Auf der Oberseite ist der Einschubschacht für Mini-SD-Speicherkarten sowie der Stylus untergebracht. Als Stylus bezeichnet man den Stift zum Bedienen eines Touchscreens. Dieser ist zwar sehr dünn, lässt sich jedoch einfach aus dem dafür vorgesehenen Schacht entnehmen.
Die Unterseite beherbergt einen Mini-USB-Stecker zum Aufladen des Geräts oder für die Verbindung mit anderen Geräten. Daneben hat ASUS den Eingang für Kopfhörer gelegt. Typischerweise wurde die Kamera nebst Blitz und die Lautsprecher auf der Rückseite eingebaut.
Die Tastatur lässt sich sehr gut bedienen. Jedoch wurde zwischen den Tasten zwei und fünf ein Mini-Stick zum Navigieren platziert. Diese Konstruktion ermöglicht zwar eine gute Bedienung des Sticks, führt aber gleichzeitig dazu, dass dieser beim Drücken der umliegenden Tasten schlichtweg stört.
Display & Kamera
Die 2-Megapixelkamera wird über die Taste an der linken Gehäuseseite gestartet. Die maximale Auflösung der Bilder beträgt 1600 x 1200 Pixel. Die Qualität kann sich durchaus sehen lassen. Der Autofokus arbeitet mit einem Indikator zusammen, der auf dem Display eingeblendet wird. Zuerst ist dieser grau, sobald sich der Autofokus justiert hat, ändert sich die Farbe in grün, um die Bereitschaft zur Aufnahme zu signalisieren.
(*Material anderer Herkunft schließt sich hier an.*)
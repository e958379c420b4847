mod file_config;

pub use file_config::{BusinessConfig, FileConfig};

use crate::server::RequestsLoggingLevel;
use anyhow::{bail, Result};
use clap::ValueEnum;
use std::path::PathBuf;

pub const DEFAULT_COMPANY_NAME: &str = "BILLBOARD MANAGEMENT SYSTEM";
pub const DEFAULT_CURRENCY_SYMBOL: &str = "৳";
pub const DEFAULT_INVOICE_DUE_DAYS: u32 = 30;

/// CLI arguments that can be used for config resolution.
/// This struct mirrors the CLI arguments that can be overridden by TOML config.
#[derive(Debug, Clone, Default)]
pub struct CliConfig {
    pub db_dir: Option<PathBuf>,
    pub port: u16,
    pub logging_level: RequestsLoggingLevel,
    pub frontend_dir_path: Option<String>,
}

#[derive(Debug, Clone)]
pub struct AppConfig {
    pub db_dir: PathBuf,
    pub port: u16,
    pub logging_level: RequestsLoggingLevel,
    pub frontend_dir_path: Option<String>,

    pub business: BusinessSettings,
}

/// Presentation settings used when rendering invoices and receipts.
#[derive(Debug, Clone, PartialEq)]
pub struct BusinessSettings {
    pub company_name: String,
    pub currency_symbol: String,
    pub invoice_due_days: u32,
}

impl Default for BusinessSettings {
    fn default() -> Self {
        Self {
            company_name: DEFAULT_COMPANY_NAME.to_string(),
            currency_symbol: DEFAULT_CURRENCY_SYMBOL.to_string(),
            invoice_due_days: DEFAULT_INVOICE_DUE_DAYS,
        }
    }
}

impl BusinessSettings {
    fn from_file(file: Option<BusinessConfig>) -> Self {
        let file = file.unwrap_or_default();
        let defaults = Self::default();
        Self {
            company_name: file.company_name.unwrap_or(defaults.company_name),
            currency_symbol: file.currency_symbol.unwrap_or(defaults.currency_symbol),
            invoice_due_days: file.invoice_due_days.unwrap_or(defaults.invoice_due_days),
        }
    }
}

impl AppConfig {
    /// Resolve configuration from CLI arguments and optional TOML file config.
    /// TOML values override CLI values where present.
    pub fn resolve(cli: &CliConfig, file_config: Option<FileConfig>) -> Result<Self> {
        let file = file_config.unwrap_or_default();

        // TOML overrides CLI for each field
        let db_dir = file
            .db_dir
            .map(PathBuf::from)
            .or_else(|| cli.db_dir.clone())
            .ok_or_else(|| {
                anyhow::anyhow!("db_dir must be specified via --db-dir or in config file")
            })?;

        if !db_dir.exists() {
            bail!("Database directory does not exist: {:?}", db_dir);
        }
        if !db_dir.is_dir() {
            bail!("db_dir is not a directory: {:?}", db_dir);
        }

        let port = file.port.unwrap_or(cli.port);

        let logging_level = file
            .logging_level
            .and_then(|s| parse_logging_level(&s))
            .unwrap_or_else(|| cli.logging_level.clone());

        let frontend_dir_path = file
            .frontend_dir_path
            .or_else(|| cli.frontend_dir_path.clone());

        Ok(Self {
            db_dir,
            port,
            logging_level,
            frontend_dir_path,
            business: BusinessSettings::from_file(file.business),
        })
    }

    pub fn business_db_path(&self) -> PathBuf {
        self.db_dir.join("business.db")
    }

    pub fn user_db_path(&self) -> PathBuf {
        self.db_dir.join("user.db")
    }
}

/// Parses a logging level string into RequestsLoggingLevel.
/// Uses clap's ValueEnum trait for parsing.
fn parse_logging_level(s: &str) -> Option<RequestsLoggingLevel> {
    RequestsLoggingLevel::from_str(s, true).ok()
}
Daneben verfügt die Kamera über eine Vielzahl von Einstellungsmöglichkeiten und Funktionen wie Blitz, Makromodus, Zoom, Selbstauslöser und Serienaufnahmen mit vier oder neun Bildern.
Außerdem lassen sich durch eine mitgelieferte Software mit der Kamera Visitenkarten einlesen, digitalisieren, verwalten und als Kontakt abspeichern. Damit dies funktioniert, müssen Bilder der zu scannenden Visitenkarte möglichst grade, scharf und mit bester Qualität aufgenommen werden, was sich mitunter als schwierig herausstellt.
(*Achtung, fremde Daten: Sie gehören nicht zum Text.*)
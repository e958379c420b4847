//! Test server lifecycle management
//!
//! Each test gets an isolated server with its own databases.

use super::constants::*;
use super::fixtures::{create_test_users, seed_business_db, SeededIds};
use billboard_server::config::BusinessSettings;
use billboard_server::server::{make_app, RequestsLoggingLevel, ServerConfig};
use billboard_server::{SqliteBusinessStore, SqliteUserStore};
use std::sync::Arc;
use std::time::Duration;
use tempfile::TempDir;
use tokio::net::TcpListener;

/// Test server instance with isolated databases
///
/// When dropped, the server shuts down and the temp directory is removed.
pub struct TestServer {
    /// Base URL for making requests (e.g., "http://127.0.0.1:12345")
    pub base_url: String,

    /// Ids of the seeded records
    pub ids: SeededIds,

    /// Business store for direct database access in tests
    pub business_store: Arc<SqliteBusinessStore>,

    _temp_db_dir: TempDir,
    _shutdown_tx: Option<tokio::sync::oneshot::Sender<()>>,
}

impl TestServer {
    /// Spawns a new test server on a random port, with seeded users and
    /// business data.
    ///
    /// # Panics
    ///
    /// Panics if the databases cannot be created or the server does not
    /// become ready in time.
    pub async fn spawn() -> Self {
        let temp_db_dir = TempDir::new().expect("Failed to create temp dir");
        let business_db_path = temp_db_dir.path().join("business.db");
        let user_db_path = temp_db_dir.path().join("user.db");

        create_test_users(&user_db_path).expect("Failed to create test users");
        let business_store = Arc::new(
            SqliteBusinessStore::new(&business_db_path).expect("Failed to open business store"),
        );
        let ids = seed_business_db(&business_store).expect("Failed to seed business data");
        let user_store =
            Box::new(SqliteUserStore::new(&user_db_path).expect("Failed to open user store"));

        let listener = TcpListener::bind("127.0.0.1:0")
            .await
            .expect("Failed to bind to random port");
        let port = listener
            .local_addr()
            .expect("Failed to get local address")
            .port();
        let base_url = format!("http://127.0.0.1:{}", port);

        let (shutdown_tx, shutdown_rx) = tokio::sync::oneshot::channel::<()>();

        let config = ServerConfig {
            port,
            requests_logging_level: RequestsLoggingLevel::None,
            frontend_dir_path: None,
            business: BusinessSettings::default(),
        };
        let app =
            make_app(config, business_store.clone(), user_store).expect("Failed to build app");

        tokio::spawn(async move {
            axum::serve(listener, app)
                .with_graceful_shutdown(async {
                    shutdown_rx.await.ok();
                })
                .await
                .expect("Server failed");
        });

        let server = Self {
            base_url,
            ids,
            business_store,
            _temp_db_dir: temp_db_dir,
            _shutdown_tx: Some(shutdown_tx),
        };

        server.wait_for_ready().await;

        server
    }

    /// Polls `/` until the server answers.
    async fn wait_for_ready(&self) {
        let client = reqwest::Client::builder()
            .timeout(Duration::from_millis(100))
            .build()
            .expect("Failed to build reqwest client");

        let start = std::time::Instant::now();
        let timeout = Duration::from_millis(SERVER_READY_TIMEOUT_MS);

        loop {
            if start.elapsed() > timeout {
                panic!(
                    "Server did not become ready within {}ms",
                    SERVER_READY_TIMEOUT_MS
                );
            }

            match client.get(format!("{}/", self.base_url)).send().await {
                Ok(response) if response.status().is_success() => return,
                _ => {
                    tokio::time::sleep(Duration::from_millis(SERVER_READY_POLL_INTERVAL_MS)).await;
                }
            }
        }
    }
}

impl Drop for TestServer {
    fn drop(&mut self) {
        if let Some(tx) = self._shutdown_tx.take() {
            let _ = tx.send(());
        }
    }
}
Ferner kann die Kamera zum Drehen kleiner Videos im MPEG4 oder 3GP-Format genutzt werden. Jedoch ist das Gerät hier nicht mehr auf der Höhe der Zeit, da bloß fünfzehn Bilder mit einer Auflösung von 240 x 320 Pixel pro Sekunde gespeichert werden. Für einen ruckelfreien Videogenuss sollten es schon dreißig Bilder die Sekunde sein.
Bereits geschossene Fotos können auf dem 2,8 Zoll TFT-Display dargestellt werden. Dieses arbeitet mit einer Auflösung von 240 x 320 Pixel und 65K Farben. Das Touchscreen stellt alle Informationen sehr klar dar und bietet keinen Anlass zur Kritik. Abschließend sei erwähnt, dass die Darstellung des Displays per Tastendruck gedreht werden kann.